Spencer, who’s credited with coining the term alt-right nearly a decade ago, made national news last November after The Atlantic published a clip of him addressing an alt-right conference in Washington, D.C. He got his group of white male followers to echo his “Hail Trump! Hail our people! Hail Victory” rallying cry. Many in the room flashed a “Heil Hitler” type of salute.
Spencer’s and the alt-right (short for alternative right) movement’s stances conflict with common mores in American society, the Brookline teachers said.
“When it feels more partisan, we walk more of a tightrope. For the ‘alt-right,’ I didn’t feel we had to walk a tightrope,” said Leslie, who viewed teaching about the alt-right as akin to teaching about the KKK. Racism ought to be a non-partisan subject, she said.
Yet, many teachers, regardless of where they stand politically, might lump the alt-right and Spencer into the too-hot-to-touch category. Even during the 2016 campaign, many teachers were afraid of talking about anything related to the election, according to a Southern Poverty Law Center survey, “The Trump Effect, The impact of the presidential campaign on our nation’s schools.” A little more than 40 percent of the roughly 2,000 teachers surveyed said they were hesitant to teach about the election out of concern of backlash from their communities, school administrators, and parents. Those fears have only heightened. In a November survey of 10,000 teachers, also by Teaching Tolerance, the proportion of teachers nervous to teach about the election and the post-election season rose a little higher to 46 percent.

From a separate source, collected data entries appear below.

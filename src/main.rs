//! authgate - authentication, RBAC and rate limiting service

#![allow(missing_docs)]

use anyhow::Context;
use authgate::config::LoggingConfig;
use authgate::{Config, server};
use clap::Parser;
use std::path::PathBuf;
use std::process::ExitCode;
use tracing_subscriber::EnvFilter;

#[derive(Debug, Parser)]
#[command(name = "authgate", version, about)]
struct Cli {
    /// Configuration file; defaults and environment overrides are used when it is absent
    #[arg(short, long, env = "AUTHGATE_CONFIG", default_value = "config/authgate.yaml")]
    config: PathBuf,
}

fn init_tracing(logging: &LoggingConfig) {
    let filter =
        EnvFilter::try_from_default_env().unwrap_or_else(|_| EnvFilter::new(&logging.level));

    if logging.json {
        tracing_subscriber::fmt()
            .json()
            .with_env_filter(filter)
            .with_current_span(false)
            .init();
    } else {
        tracing_subscriber::fmt()
            .with_env_filter(filter)
            .with_target(false)
            .with_thread_ids(false)
            .init();
    }
}

async fn load_config(path: &PathBuf) -> anyhow::Result<Config> {
    if tokio::fs::try_exists(path).await.unwrap_or(false) {
        Config::from_file(path)
            .await
            .with_context(|| format!("loading {}", path.display()))
    } else {
        Config::from_env().context("loading configuration from environment")
    }
}

async fn run(cli: Cli) -> anyhow::Result<()> {
    let config = load_config(&cli.config).await?;
    init_tracing(config.logging());

    server::run_server(config).await.context("server failed")?;
    Ok(())
}

#[tokio::main]
async fn main() -> ExitCode {
    let _ = dotenvy::dotenv();
    let cli = Cli::parse();

    match run(cli).await {
        Ok(()) => ExitCode::SUCCESS,
        Err(e) => {
            // Display with causes, not Debug
            eprintln!("Error: {:#}", e);
            ExitCode::FAILURE
        }
    }
}
//! Conditional request audit
//!
//! Outermost pipeline stage. Writes one entry after the response is known
//! when the method is listed or the status reaches the threshold, unless the
//! path is exempt. A failed write is logged and the response is returned
//! unchanged.

use crate::core::models::RequestLogEntry;
use crate::core::rate_limiter::client_ip;
use crate::server::middleware::helpers::AuthenticatedUser;
use crate::server::state::AppState;
use actix_web::dev::{Service, ServiceRequest, ServiceResponse, Transform, forward_ready};
use actix_web::http::StatusCode;
use actix_web::web;
use futures::future::{Ready, ready};
use std::future::Future;
use std::pin::Pin;
use std::time::Instant;
use tracing::warn;

/// Request audit middleware for Actix-web
pub struct AuditMiddleware;

impl<S, B> Transform<S, ServiceRequest> for AuditMiddleware
where
    S: Service<ServiceRequest, Response = ServiceResponse<B>, Error = actix_web::Error>,
    S::Future: 'static,
    B: 'static,
{
    type Response = ServiceResponse<B>;
    type Error = actix_web::Error;
    type InitError = ();
    type Transform = AuditMiddlewareService<S>;
    type Future = Ready<Result<Self::Transform, Self::InitError>>;

    fn new_transform(&self, service: S) -> Self::Future {
        ready(Ok(AuditMiddlewareService { service }))
    }
}

/// Service implementation for audit middleware
pub struct AuditMiddlewareService<S> {
    service: S,
}

impl<S, B> Service<ServiceRequest> for AuditMiddlewareService<S>
where
    S: Service<ServiceRequest, Response = ServiceResponse<B>, Error = actix_web::Error>,
    S::Future: 'static,
    B: 'static,
{
    type Response = ServiceResponse<B>;
    type Error = actix_web::Error;
    type Future = Pin<Box<dyn Future<Output = Result<Self::Response, Self::Error>>>>;

    forward_ready!(service);

    fn call(&self, req: ServiceRequest) -> Self::Future {
        let start_time = Instant::now();
        let state = req.app_data::<web::Data<AppState>>().cloned();
        let method = req.method().to_string();
        let path = req.path().to_string();
        let query = req.query_string().to_string();
        let peer = req.peer_addr().map(|addr| addr.to_string());
        let ip = client_ip(req.headers(), peer.as_deref());

        let fut = self.service.call(req);

        Box::pin(async move {
            let res = fut.await;

            if let Some(state) = state {
                let (status, user) = match &res {
                    Ok(res) => (res.status(), AuthenticatedUser::current(res.request())),
                    Err(e) => (e.as_response_error().status_code(), None),
                };
                if should_audit(&state, &method, &path, status) {
                    let entry = RequestLogEntry {
                        user_id: user.as_ref().map(|u| u.id),
                        identity: match &user {
                            Some(user) => user.username.clone(),
                            None => format!("anonymous:{}", ip),
                        },
                        client_ip: ip,
                        method,
                        path,
                        query: (!query.is_empty()).then_some(query),
                        status: status.as_u16(),
                        duration_ms: u64::try_from(start_time.elapsed().as_millis())
                            .unwrap_or(u64::MAX),
                        at: chrono::Utc::now(),
                    };
                    let audit = state.storage.audit.clone();
                    let written = state
                        .retry
                        .call("request audit", || audit.record_request(entry.clone()))
                        .await;
                    if let Err(e) = written {
                        warn!("Failed to record request audit: {}", e);
                    }
                }
            }

            res
        })
    }
}

/// Listed method or status at the threshold, on a non-exempt path
fn should_audit(
    state: &AppState,
    method: &str,
    path: &str,
    status: StatusCode,
) -> bool {
    let config = &state.config.gateway.audit;
    if !config.enabled || state.audit_exempt.is_match(path) {
        return false;
    }

    config.methods.iter().any(|m| m.eq_ignore_ascii_case(method))
        || status.as_u16() >= config.min_status
}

“We’re hearing from teachers that they’re afraid to talk in favorable terms about diversity, that they really are afraid of being accused of partisanship now and the line about what is partisan has moved since the election,” said Maureen Costello, the author of the Trump Effect report and director of the Teaching Tolerance project at the Southern Poverty Law Center.
The relative newness of the alt-right also makes some teachers leery of teaching about it, Costello and others added. Her project’s website provides educational resources to about 500,000 people a month on race and other topics related to prejudice. Teaching Tolerance hopes to create resources on the alt-right for teachers for use next school year. Students, she said, need to learn about extremism of all kinds and how it works for various reasons, including avoiding getting swept up into it themselves.